Михаил Петрович ради такой победы захохотал рыхлым, неприятным самому себе смехом, выпил полстакана перцовки и закусил полоской венгерского шпига, к которой прилепил для полноты картины мокрый корнишон. Михаил Петрович любил возводить бутерброды и вообще любил всякие наслоения и напластования.
По телевизору демонстрировали таких же умников среднего звена, каким был и Леонид, в полосатых костюмах и взбитых галстуках, — коммерсантов, пахнущих даже сквозь экран дорогим тошнотворным парфюмом. “Все они на чужом … хотят в рай въехать”, — поразился своей юмористической точности Михаил Петрович, вспомнив, кстати, что Леонида за глаза нет-нет да и называли педерастом некоторые женщины, в особенности бывшая жена Михаила Петровича Надежда, которой, к сожалению, верить было нельзя ни на йоту.

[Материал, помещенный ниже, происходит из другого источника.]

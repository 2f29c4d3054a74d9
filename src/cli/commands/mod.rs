//! CLI command implementations.

mod analyze;
mod config;
mod serve;

pub use analyze::run_analyze;
pub use config::run_config;
pub use serve::run_serve;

Михаил Петрович переключил на канал, где показывали животных, и очень обрадовался степенному зрелищу, тем более что этими животными были не насекомые и не млекопитающие, а смертельно ядовитые, плоские и при этом совершенно не агрессивные океанические рыбы, чудовища с гадливыми и памятливыми глазами.
Михаил Петрович думал, что и сам он, наверное, если бы родился рыбой, был бы рыбой неплохой, эдаким сомом, довольно покладистым под своей корягой, когда бы его не терроризировали шустрые золотистые менеджеры подводного мира.

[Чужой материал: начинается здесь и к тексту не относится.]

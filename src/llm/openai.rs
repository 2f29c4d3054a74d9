//! OpenAI-compatible chat completions.

use super::{ChatMessage, LanguageModel, Role};
use crate::config::LlmSettings;
use crate::error::{AssistError, Result};
use crate::openai::OpenAIClient;
use async_openai::types::{
    ChatCompletionRequestAssistantMessageArgs, ChatCompletionRequestMessage,
    ChatCompletionRequestSystemMessageArgs, ChatCompletionRequestUserMessageArgs,
    CreateChatCompletionRequestArgs,
};
use async_trait::async_trait;
use tracing::{debug, instrument};

/// Language model backed by an OpenAI-compatible `/chat/completions` endpoint.
pub struct OpenAIChatModel {
    client: OpenAIClient,
    model: String,
    temperature: f32,
}

impl OpenAIChatModel {
    pub fn new(client: OpenAIClient, settings: &LlmSettings) -> Self {
        Self {
            client,
            model: settings.model.clone(),
            temperature: settings.temperature,
        }
    }

    fn build_messages(
        system: Option<&str>,
        history: &[ChatMessage],
        prompt: &str,
    ) -> Result<Vec<ChatCompletionRequestMessage>> {
        let mut messages: Vec<ChatCompletionRequestMessage> = Vec::with_capacity(history.len() + 2);

        if let Some(system) = system {
            messages.push(
                ChatCompletionRequestSystemMessageArgs::default()
                    .content(system.to_string())
                    .build()
                    .map_err(|e| AssistError::Llm(e.to_string()))?
                    .into(),
            );
        }

        for message in history {
            let built: ChatCompletionRequestMessage = match message.role {
                Role::User => ChatCompletionRequestUserMessageArgs::default()
                    .content(message.content.clone())
                    .build()
                    .map_err(|e| AssistError::Llm(e.to_string()))?
                    .into(),
                Role::Assistant => ChatCompletionRequestAssistantMessageArgs::default()
                    .content(message.content.clone())
                    .build()
                    .map_err(|e| AssistError::Llm(e.to_string()))?
                    .into(),
            };
            messages.push(built);
        }

        messages.push(
            ChatCompletionRequestUserMessageArgs::default()
                .content(prompt.to_string())
                .build()
                .map_err(|e| AssistError::Llm(e.to_string()))?
                .into(),
        );

        Ok(messages)
    }
}

#[async_trait]
impl LanguageModel for OpenAIChatModel {
    #[instrument(skip(self, system, history, prompt), fields(model = %self.model, history = history.len()))]
    async fn complete(
        &self,
        system: Option<&str>,
        history: &[ChatMessage],
        prompt: &str,
    ) -> Result<String> {
        let messages = Self::build_messages(system, history, prompt)?;

        let request = CreateChatCompletionRequestArgs::default()
            .model(&self.model)
            .messages(messages)
            .temperature(self.temperature)
            .build()
            .map_err(|e| AssistError::Llm(e.to_string()))?;

        let response = self.client.chat().create(request).await.map_err(|e| {
            AssistError::OpenAI(format!("Failed to generate response: {}", e))
        })?;

        let answer = response
            .choices
            .first()
            .and_then(|c| c.message.content.as_ref())
            .map(|s| s.trim().to_string())
            .unwrap_or_default();

        if answer.is_empty() {
            return Err(AssistError::Llm("Empty response from LLM".to_string()));
        }

        debug!("Generated {} characters", answer.len());
        Ok(answer)
    }

    fn model(&self) -> &str {
        &self.model
    }
}

#[cfg(test)]
mod tests {
    use super::*;

    #[test]
    fn test_build_messages_orders_system_history_prompt() {
        let history = vec![ChatMessage::user("hi"), ChatMessage::assistant("hello")];
        let messages = OpenAIChatModel::build_messages(Some("be brief"), &history, "why?").unwrap();
        assert_eq!(messages.len(), 4);
        assert!(matches!(messages[0], ChatCompletionRequestMessage::System(_)));
        assert!(matches!(messages[1], ChatCompletionRequestMessage::User(_)));
        assert!(matches!(messages[2], ChatCompletionRequestMessage::Assistant(_)));
        assert!(matches!(messages[3], ChatCompletionRequestMessage::User(_)));
    }

    #[test]
    fn test_build_messages_without_system() {
        let messages = OpenAIChatModel::build_messages(None, &[], "summarize").unwrap();
        assert_eq!(messages.len(), 1);
    }

    #[test]
    fn test_model_name_from_settings() {
        let settings = LlmSettings::default();
        let client = crate::openai::create_client(&settings).unwrap();
        let model = OpenAIChatModel::new(client, &settings);
        assert_eq!(model.model(), "gpt-4o-mini");
    }
}
//! Error types for ytassist.

use thiserror::Error;

/// Library-level error type for ytassist operations.
#[derive(Error, Debug)]
pub enum AssistError {
    #[error("Configuration error: {0}")]
    Config(String),

    #[error("Invalid input: {0}")]
    InvalidInput(String),

    #[error("Not found: {0}")]
    NotFound(String),

    #[error("Not ready: {0}")]
    NotReady(String),

    #[error("Transcript unavailable: {0}")]
    Transcript(String),

    #[error("Embedding generation failed: {0}")]
    Embedding(String),

    #[error("Vector store error: {0}")]
    VectorStore(String),

    #[error("Language model error: {0}")]
    Llm(String),

    #[error("OpenAI API error: {0}")]
    OpenAI(String),

    #[error("Template error: {0}")]
    Template(#[from] tera::Error),

    #[error("IO error: {0}")]
    Io(#[from] std::io::Error),

    #[error("JSON error: {0}")]
    Json(#[from] serde_json::Error),

    #[error("TOML parse error: {0}")]
    TomlParse(#[from] toml::de::Error),

    #[error("HTTP error: {0}")]
    Http(#[from] reqwest::Error),
}

impl AssistError {
    /// Whether the failure came from a hosted service rather than the caller or this process.
    pub fn is_upstream(&self) -> bool {
        matches!(
            self,
            AssistError::Transcript(_)
                | AssistError::Embedding(_)
                | AssistError::Llm(_)
                | AssistError::OpenAI(_)
                | AssistError::Http(_)
        )
    }
}

/// Result type alias for ytassist operations.
pub type Result<T> = std::result::Result<T, AssistError>;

Он задремал, но видел, как всегда, не сон, а явь. Жизнь к нему стала возвращаться громадными прямоугольными волнами. Все цунами последнего времени Михаил Петрович одобрял как карательный знак свыше и как утешение простому, неиспорченному русскому мужику, каковым привык считать себя чуть ли не с младых ногтей.
Михаил Петрович видел сполохи Италии. Леонид во время поездки по Италии так сорил деньгами, словно это он, Леонид, был главным в их тандеме, а не наоборот. Туристической группе и в голову не могло прийти, что Леонид в то время был всего лишь заместителем у Михаила Петровича, потому что эта нарочито неразборчивая и неутомимая туристическая свора всю дорогу наливалась вином, за которое небрежно платил Леонид.
Снились Михаилу Петровичу не столько отдельные виды Италии: аристократично заплесневелые углы гостиничных номеров, тесные, опасные балкончики, исконно теплые, щербатые парапеты, старинная стерильная пыль, измельченная до марева, яркие приземистые кроны на твердом солнечном горизонте, съедобно пахнущие узкие дверные проемы, чернявый Неаполь, желтый Римини, синий Бари, дырявый Колизей, спирали коридоров Ватикана, — снилась сама праздность, сама нега, сама услужливая заграничность. Вдруг все пространство сна за мгновение подернулось какой-то осязаемой несправедливостью, словно эта несправедливость была не ощущением и не состоянием, а изъяном ландшафта, и образовывалась не она в человеке, а человек в ней.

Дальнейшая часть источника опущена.